- Exercise brief:
Only lines holding the string "PerformanceMetrics" are wanted; copy each one from the material.

- Source material:
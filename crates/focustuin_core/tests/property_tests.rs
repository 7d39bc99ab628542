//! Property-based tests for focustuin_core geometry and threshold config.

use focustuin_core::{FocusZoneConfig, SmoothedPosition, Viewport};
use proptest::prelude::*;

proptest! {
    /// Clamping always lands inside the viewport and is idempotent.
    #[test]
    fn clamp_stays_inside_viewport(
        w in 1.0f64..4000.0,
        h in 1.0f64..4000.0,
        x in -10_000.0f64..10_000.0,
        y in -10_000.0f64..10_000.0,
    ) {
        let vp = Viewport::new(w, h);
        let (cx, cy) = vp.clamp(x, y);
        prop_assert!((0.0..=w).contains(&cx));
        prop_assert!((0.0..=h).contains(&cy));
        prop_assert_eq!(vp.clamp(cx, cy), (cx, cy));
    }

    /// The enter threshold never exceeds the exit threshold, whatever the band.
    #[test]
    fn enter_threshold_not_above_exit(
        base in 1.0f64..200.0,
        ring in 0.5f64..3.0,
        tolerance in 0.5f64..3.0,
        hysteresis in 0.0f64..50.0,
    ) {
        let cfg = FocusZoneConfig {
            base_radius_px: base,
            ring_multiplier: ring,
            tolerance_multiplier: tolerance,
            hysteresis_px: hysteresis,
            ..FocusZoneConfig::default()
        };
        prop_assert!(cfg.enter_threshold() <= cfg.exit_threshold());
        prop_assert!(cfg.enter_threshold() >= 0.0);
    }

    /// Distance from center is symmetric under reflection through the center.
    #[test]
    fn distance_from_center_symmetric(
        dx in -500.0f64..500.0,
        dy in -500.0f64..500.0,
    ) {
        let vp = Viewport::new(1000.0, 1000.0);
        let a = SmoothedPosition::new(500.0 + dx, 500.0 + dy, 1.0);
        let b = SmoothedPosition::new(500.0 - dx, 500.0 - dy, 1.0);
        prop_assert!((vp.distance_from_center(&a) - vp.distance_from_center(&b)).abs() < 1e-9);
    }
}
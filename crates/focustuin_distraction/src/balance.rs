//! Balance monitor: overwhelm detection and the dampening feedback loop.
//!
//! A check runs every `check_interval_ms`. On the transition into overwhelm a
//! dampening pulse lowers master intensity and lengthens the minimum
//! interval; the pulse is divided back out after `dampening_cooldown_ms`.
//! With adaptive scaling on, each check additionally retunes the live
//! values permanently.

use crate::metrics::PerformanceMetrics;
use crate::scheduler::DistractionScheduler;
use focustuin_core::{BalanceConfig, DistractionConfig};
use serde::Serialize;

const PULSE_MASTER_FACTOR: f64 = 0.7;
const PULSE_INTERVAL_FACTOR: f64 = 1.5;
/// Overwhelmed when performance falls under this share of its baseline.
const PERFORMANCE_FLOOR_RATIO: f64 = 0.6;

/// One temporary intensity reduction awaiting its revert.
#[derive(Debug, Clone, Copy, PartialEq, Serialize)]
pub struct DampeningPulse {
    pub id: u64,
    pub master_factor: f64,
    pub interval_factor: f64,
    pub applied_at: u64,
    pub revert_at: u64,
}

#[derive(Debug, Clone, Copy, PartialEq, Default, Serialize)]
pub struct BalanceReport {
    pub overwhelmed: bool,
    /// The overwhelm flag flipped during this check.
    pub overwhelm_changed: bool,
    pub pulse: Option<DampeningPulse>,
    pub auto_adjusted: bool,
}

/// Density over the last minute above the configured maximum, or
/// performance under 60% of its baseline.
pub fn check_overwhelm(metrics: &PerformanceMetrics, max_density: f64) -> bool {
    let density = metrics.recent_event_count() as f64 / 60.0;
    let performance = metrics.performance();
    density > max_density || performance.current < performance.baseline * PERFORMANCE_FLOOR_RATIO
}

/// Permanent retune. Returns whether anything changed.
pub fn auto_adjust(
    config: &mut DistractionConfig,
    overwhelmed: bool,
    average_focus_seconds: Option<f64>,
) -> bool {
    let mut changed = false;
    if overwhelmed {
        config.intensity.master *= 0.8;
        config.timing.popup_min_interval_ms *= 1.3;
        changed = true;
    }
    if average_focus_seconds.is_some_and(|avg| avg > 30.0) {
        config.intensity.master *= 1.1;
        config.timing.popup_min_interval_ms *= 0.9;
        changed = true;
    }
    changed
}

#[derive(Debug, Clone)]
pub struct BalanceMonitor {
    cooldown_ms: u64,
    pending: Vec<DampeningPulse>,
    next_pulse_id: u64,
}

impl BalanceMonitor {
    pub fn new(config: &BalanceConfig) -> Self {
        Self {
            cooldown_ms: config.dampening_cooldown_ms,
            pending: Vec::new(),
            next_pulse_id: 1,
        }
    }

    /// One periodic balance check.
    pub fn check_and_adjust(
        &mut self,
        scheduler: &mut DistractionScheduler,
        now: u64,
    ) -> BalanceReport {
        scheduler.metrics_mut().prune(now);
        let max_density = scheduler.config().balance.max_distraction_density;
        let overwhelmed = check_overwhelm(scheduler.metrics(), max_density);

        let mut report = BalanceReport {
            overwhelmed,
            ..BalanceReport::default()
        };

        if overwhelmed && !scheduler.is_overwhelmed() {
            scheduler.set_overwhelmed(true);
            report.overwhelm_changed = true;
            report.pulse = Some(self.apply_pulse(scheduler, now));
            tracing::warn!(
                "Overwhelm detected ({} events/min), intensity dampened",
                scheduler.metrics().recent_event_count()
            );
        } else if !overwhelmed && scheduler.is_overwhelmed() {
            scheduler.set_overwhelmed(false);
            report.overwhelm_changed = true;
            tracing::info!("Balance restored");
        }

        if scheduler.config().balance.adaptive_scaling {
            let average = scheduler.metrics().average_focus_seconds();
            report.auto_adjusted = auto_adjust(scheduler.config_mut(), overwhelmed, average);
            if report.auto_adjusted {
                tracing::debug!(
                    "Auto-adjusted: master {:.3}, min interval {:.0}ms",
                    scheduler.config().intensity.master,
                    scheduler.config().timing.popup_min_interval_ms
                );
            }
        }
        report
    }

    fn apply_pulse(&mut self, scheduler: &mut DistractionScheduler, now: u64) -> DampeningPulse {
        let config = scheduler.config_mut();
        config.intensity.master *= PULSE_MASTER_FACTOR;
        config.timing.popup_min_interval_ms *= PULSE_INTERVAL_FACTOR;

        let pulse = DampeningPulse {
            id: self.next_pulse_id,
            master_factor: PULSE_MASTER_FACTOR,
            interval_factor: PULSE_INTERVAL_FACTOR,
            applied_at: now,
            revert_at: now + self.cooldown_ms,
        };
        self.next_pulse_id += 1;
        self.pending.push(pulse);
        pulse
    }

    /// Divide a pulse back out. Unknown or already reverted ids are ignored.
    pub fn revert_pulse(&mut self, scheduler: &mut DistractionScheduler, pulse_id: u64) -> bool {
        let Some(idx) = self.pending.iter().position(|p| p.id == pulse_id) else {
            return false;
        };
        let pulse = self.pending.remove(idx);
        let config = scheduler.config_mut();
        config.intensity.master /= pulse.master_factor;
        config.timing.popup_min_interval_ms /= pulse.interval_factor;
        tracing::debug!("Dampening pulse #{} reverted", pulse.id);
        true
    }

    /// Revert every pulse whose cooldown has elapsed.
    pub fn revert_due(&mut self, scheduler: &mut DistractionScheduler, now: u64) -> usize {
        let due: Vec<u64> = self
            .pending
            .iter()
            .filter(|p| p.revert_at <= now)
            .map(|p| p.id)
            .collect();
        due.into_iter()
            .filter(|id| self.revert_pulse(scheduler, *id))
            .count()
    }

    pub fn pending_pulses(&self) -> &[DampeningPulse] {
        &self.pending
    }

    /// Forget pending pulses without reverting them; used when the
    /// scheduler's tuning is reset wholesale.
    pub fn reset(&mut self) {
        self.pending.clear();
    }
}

- Solution for this exercise:
use crate::metrics::PerformanceMetrics;
pub fn check_overwhelm(metrics: &PerformanceMetrics, max_density: f64) -> bool {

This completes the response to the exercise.